Start of Block

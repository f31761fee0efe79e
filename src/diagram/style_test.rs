use std::path::Path;

use super::*;
use crate::cfn::{ResourceRegistry, extract, load_template};

fn sample_graph() -> ResourceGraph {
    let template = load_template(
        "\
Resources:
  DB1:
    Type: AWS::RDS::DBInstance
  OrdersServiceFunction:
    Type: AWS::Lambda::Function
    Properties:
      Target: !Ref DB1
",
    )
    .unwrap();
    extract(&template, &ResourceRegistry::aws()).unwrap()
}

#[test]
fn direction_parses_case_insensitively() {
    assert_eq!("lr".parse::<Direction>(), Ok(Direction::LeftToRight));
    assert_eq!(" TB ".parse::<Direction>(), Ok(Direction::TopToBottom));
    assert_eq!("BT".parse::<Direction>(), Ok(Direction::BottomToTop));
    assert_eq!("rl".parse::<Direction>(), Ok(Direction::RightToLeft));
    assert!("sideways".parse::<Direction>().is_err());
}

#[test]
fn style_carries_rank_direction() {
    let style = DiagramStyle::new(Direction::LeftToRight);
    assert!(style.graph.contains(&("rankdir", "LR".to_owned())));
    assert!(style.graph.contains(&("splines", "ortho".to_owned())));
    assert!(style.graph.contains(&("bgcolor", "transparent".to_owned())));
}

#[test]
fn reference_edges_are_dashed_and_thin() {
    let style = DiagramStyle::default();
    assert!(style.reference.contains(&("style", "dashed".to_owned())));
    assert!(style.reference.contains(&("penwidth", "0.5".to_owned())));
}

fn node_stmts(graph: &Graph) -> Vec<&Node> {
    let Graph::DiGraph { stmts, .. } = graph else {
        panic!("expected a digraph");
    };
    stmts
        .iter()
        .filter_map(|stmt| match stmt {
            Stmt::Node(node) => Some(node),
            _ => None,
        })
        .collect()
}

fn edge_stmts(graph: &Graph) -> Vec<&Edge> {
    let Graph::DiGraph { stmts, .. } = graph else {
        panic!("expected a digraph");
    };
    stmts
        .iter()
        .filter_map(|stmt| match stmt {
            Stmt::Edge(edge) => Some(edge),
            _ => None,
        })
        .collect()
}

fn attr<'a>(attributes: &'a [Attribute], key: &str) -> Option<&'a Id> {
    attributes
        .iter()
        .find(|Attribute(name, _)| *name == Id::Plain(key.to_owned()))
        .map(|Attribute(_, value)| value)
}

fn quoted(raw: &str) -> Id {
    Id::Escaped(format!("\"{raw}\""))
}

#[test]
fn escaped_ids_escape_quotes_and_backslashes() {
    assert_eq!(escaped("plain"), quoted("plain"));
    assert_eq!(escaped("a\"b"), quoted("a\\\"b"));
    assert_eq!(escaped("a\\b"), quoted("a\\\\b"));
}

#[test]
fn dot_graph_has_one_statement_per_node_and_edge() {
    let graph = sample_graph();
    let dot = dot_graph(&graph, &DiagramStyle::default(), Path::new("/opt/icons"));

    let Graph::DiGraph { id, strict, .. } = &dot else {
        panic!("expected a digraph");
    };
    assert_eq!(*id, quoted(DIAGRAM_TITLE));
    assert!(!strict);

    let nodes = node_stmts(&dot);
    assert_eq!(nodes.len(), 2);
    assert_eq!(nodes[0].id, NodeId(quoted("DB1"), None));
    assert_eq!(attr(&nodes[0].attributes, "image"), Some(&quoted("/opt/icons/database/rds.png")));
    assert_eq!(nodes[1].id, NodeId(quoted("OrdersServiceFunction"), None));
    assert_eq!(attr(&nodes[1].attributes, "label"), Some(&quoted("OrdersFunction")));
    assert_eq!(attr(&nodes[1].attributes, "image"), Some(&quoted("/opt/icons/compute/lambda.png")));
    assert_eq!(attr(&nodes[1].attributes, "tooltip"), Some(&quoted("AWS::Lambda::Function")));

    let edges = edge_stmts(&dot);
    assert_eq!(edges.len(), 1);
    assert_eq!(
        edges[0].ty,
        EdgeTy::Pair(
            Vertex::N(NodeId(quoted("OrdersServiceFunction"), None)),
            Vertex::N(NodeId(quoted("DB1"), None))
        )
    );
    assert_eq!(attr(&edges[0].attributes, "style"), Some(&quoted("dashed")));
    assert_eq!(attr(&edges[0].attributes, "color"), Some(&quoted("#707070")));
}

#[test]
fn dot_source_is_printed_digraph() {
    let graph = sample_graph();
    let source = dot_source(&graph, &DiagramStyle::new(Direction::LeftToRight), Path::new("/opt/icons"));

    assert!(source.starts_with("digraph \"AWS Architecture\""), "{source}");
    assert!(source.trim_end().ends_with('}'));
    assert!(source.contains("\"/opt/icons/database/rds.png\""));
    assert!(source.contains("\"LR\""));
    assert_eq!(source.matches("->").count(), 1);
}

#[test]
fn empty_graph_is_still_a_valid_document() {
    let graph = ResourceGraph::default();
    let dot = dot_graph(&graph, &DiagramStyle::default(), Path::new("/icons"));
    assert!(node_stmts(&dot).is_empty());
    assert!(edge_stmts(&dot).is_empty());

    let source = dot_source(&graph, &DiagramStyle::default(), Path::new("/icons"));
    assert!(source.starts_with("digraph"));
    assert!(!source.contains("->"));
    assert!(!source.contains(".png"));
}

End of Block

→ **INSTRUCTIONS FOR THE TASK**:
What you write must be the entries restated word for word, from the opening line through the one holding "Type: AWS::RDS::DBInstance", with nothing else.

→ **OUTPUT OF THE EXERCISE**:
repository f31761fee0efe79e
filename src/diagram/style_test.rs
use std::path::Path;

use super::*;
use crate::cfn::{ResourceRegistry, extract, load_template};

fn sample_graph() -> ResourceGraph {
    let template = load_template(
        "\
Resources:
  DB1:
    Type: AWS::RDS::DBInstance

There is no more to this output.